_EXERCISE PROMPT_
Give the number of lines in the following entries that contain the word "crate", with nothing added.

Records drawn from a dataset:
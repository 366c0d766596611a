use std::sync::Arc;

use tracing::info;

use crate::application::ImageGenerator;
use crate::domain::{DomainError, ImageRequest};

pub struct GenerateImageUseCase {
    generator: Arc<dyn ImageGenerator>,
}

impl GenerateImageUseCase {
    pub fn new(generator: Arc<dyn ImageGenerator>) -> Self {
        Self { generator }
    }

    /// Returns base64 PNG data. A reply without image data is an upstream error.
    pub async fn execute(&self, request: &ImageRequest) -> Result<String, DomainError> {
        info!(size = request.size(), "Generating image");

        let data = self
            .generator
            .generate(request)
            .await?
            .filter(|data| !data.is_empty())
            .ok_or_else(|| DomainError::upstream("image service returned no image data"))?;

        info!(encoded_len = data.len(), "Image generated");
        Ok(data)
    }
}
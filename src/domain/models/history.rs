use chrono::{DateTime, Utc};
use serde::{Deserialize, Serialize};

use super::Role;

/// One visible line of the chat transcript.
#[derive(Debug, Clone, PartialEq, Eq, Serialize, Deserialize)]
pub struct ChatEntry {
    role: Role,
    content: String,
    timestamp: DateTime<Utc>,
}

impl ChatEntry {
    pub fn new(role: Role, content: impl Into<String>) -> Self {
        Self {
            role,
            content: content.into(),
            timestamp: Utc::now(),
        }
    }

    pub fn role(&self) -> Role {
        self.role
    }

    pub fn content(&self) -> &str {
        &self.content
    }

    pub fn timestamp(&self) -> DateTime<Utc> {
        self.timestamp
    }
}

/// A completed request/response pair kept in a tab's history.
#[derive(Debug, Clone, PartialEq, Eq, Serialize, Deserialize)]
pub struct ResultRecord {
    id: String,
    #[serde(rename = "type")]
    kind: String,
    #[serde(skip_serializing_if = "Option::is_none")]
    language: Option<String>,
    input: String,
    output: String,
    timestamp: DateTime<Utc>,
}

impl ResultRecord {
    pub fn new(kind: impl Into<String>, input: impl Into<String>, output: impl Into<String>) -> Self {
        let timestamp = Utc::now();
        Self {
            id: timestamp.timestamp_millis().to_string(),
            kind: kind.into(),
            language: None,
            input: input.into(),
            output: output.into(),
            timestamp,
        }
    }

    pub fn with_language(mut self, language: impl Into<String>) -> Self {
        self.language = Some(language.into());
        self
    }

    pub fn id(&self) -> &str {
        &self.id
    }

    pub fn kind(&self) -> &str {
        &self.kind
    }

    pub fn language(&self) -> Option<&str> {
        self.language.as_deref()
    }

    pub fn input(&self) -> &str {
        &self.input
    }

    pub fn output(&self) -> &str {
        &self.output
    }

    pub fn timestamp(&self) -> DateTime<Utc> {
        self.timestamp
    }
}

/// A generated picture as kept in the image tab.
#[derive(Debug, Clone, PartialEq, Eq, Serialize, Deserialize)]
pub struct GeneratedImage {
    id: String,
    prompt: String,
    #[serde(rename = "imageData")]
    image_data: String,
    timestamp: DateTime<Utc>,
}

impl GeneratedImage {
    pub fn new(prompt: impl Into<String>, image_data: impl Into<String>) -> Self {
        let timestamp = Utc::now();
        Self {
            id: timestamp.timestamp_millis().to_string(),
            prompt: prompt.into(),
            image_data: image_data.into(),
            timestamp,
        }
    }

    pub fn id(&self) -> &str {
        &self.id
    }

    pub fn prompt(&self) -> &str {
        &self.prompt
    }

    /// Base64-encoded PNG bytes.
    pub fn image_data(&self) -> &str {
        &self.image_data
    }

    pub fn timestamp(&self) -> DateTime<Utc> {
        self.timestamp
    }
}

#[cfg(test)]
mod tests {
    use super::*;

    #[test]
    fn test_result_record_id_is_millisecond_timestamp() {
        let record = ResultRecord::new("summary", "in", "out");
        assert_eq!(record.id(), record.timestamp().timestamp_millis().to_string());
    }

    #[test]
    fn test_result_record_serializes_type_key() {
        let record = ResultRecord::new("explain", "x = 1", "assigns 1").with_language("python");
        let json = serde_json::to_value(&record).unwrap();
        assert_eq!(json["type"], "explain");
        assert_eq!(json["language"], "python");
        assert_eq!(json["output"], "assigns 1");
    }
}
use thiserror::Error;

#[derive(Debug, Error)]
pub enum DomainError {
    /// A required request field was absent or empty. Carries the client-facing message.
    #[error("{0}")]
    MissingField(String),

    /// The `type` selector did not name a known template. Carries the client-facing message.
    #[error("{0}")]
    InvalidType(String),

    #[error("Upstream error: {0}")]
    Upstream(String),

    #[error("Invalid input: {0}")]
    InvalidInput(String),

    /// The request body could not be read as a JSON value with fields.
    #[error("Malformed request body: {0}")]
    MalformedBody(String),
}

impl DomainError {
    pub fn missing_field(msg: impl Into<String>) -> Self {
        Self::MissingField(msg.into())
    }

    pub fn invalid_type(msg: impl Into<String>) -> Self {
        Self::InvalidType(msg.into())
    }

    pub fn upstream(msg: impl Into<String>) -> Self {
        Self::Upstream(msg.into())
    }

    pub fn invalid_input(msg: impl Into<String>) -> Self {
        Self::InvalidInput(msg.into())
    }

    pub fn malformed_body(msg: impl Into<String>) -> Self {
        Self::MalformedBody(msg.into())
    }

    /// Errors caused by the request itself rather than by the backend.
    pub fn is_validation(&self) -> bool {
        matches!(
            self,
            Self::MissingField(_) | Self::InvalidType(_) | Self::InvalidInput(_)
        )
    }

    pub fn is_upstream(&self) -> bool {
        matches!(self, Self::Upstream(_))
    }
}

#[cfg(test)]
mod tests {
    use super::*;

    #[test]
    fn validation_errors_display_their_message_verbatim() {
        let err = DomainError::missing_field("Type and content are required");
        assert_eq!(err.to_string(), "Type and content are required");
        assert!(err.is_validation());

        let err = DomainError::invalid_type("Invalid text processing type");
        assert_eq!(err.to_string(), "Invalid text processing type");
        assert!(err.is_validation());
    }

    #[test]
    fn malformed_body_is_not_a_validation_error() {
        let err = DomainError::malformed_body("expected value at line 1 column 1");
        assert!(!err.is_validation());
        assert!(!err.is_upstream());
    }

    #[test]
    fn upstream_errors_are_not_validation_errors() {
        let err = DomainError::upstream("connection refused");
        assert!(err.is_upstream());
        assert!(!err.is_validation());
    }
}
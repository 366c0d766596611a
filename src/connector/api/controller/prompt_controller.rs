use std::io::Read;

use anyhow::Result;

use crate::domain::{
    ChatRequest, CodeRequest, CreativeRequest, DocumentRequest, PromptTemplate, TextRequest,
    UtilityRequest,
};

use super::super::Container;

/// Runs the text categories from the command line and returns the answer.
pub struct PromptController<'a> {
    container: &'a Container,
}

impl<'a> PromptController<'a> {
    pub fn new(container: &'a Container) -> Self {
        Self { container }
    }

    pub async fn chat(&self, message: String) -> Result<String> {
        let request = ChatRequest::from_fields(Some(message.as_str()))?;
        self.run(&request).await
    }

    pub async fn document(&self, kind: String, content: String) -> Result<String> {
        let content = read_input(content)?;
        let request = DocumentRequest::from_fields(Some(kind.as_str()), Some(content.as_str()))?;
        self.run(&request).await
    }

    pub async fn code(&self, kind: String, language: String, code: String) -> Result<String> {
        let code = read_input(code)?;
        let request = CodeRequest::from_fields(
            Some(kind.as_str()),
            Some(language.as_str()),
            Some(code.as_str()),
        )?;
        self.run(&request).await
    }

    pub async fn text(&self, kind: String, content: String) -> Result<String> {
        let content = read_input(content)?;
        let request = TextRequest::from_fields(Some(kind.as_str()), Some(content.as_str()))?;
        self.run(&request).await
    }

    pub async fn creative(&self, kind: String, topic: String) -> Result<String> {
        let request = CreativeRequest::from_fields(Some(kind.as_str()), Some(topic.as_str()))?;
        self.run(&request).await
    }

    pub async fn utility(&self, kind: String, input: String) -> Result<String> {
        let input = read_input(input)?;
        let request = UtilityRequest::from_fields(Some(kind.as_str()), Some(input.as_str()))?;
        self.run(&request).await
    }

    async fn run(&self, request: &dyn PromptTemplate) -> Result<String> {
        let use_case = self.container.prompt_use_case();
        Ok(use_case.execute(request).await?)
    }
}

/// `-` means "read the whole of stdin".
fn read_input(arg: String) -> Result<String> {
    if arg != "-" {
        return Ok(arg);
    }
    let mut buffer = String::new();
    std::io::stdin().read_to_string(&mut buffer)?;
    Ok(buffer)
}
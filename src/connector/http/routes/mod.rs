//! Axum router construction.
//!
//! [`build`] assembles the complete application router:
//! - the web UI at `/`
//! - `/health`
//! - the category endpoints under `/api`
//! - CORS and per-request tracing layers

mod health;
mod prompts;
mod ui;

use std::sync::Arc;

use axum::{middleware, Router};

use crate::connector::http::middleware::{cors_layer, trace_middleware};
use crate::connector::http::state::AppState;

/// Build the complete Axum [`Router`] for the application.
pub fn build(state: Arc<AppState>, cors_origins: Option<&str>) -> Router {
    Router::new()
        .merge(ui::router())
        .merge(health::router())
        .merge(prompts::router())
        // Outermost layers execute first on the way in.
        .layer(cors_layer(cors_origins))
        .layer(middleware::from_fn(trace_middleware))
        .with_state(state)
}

_EXERCISE RESPONSE_
5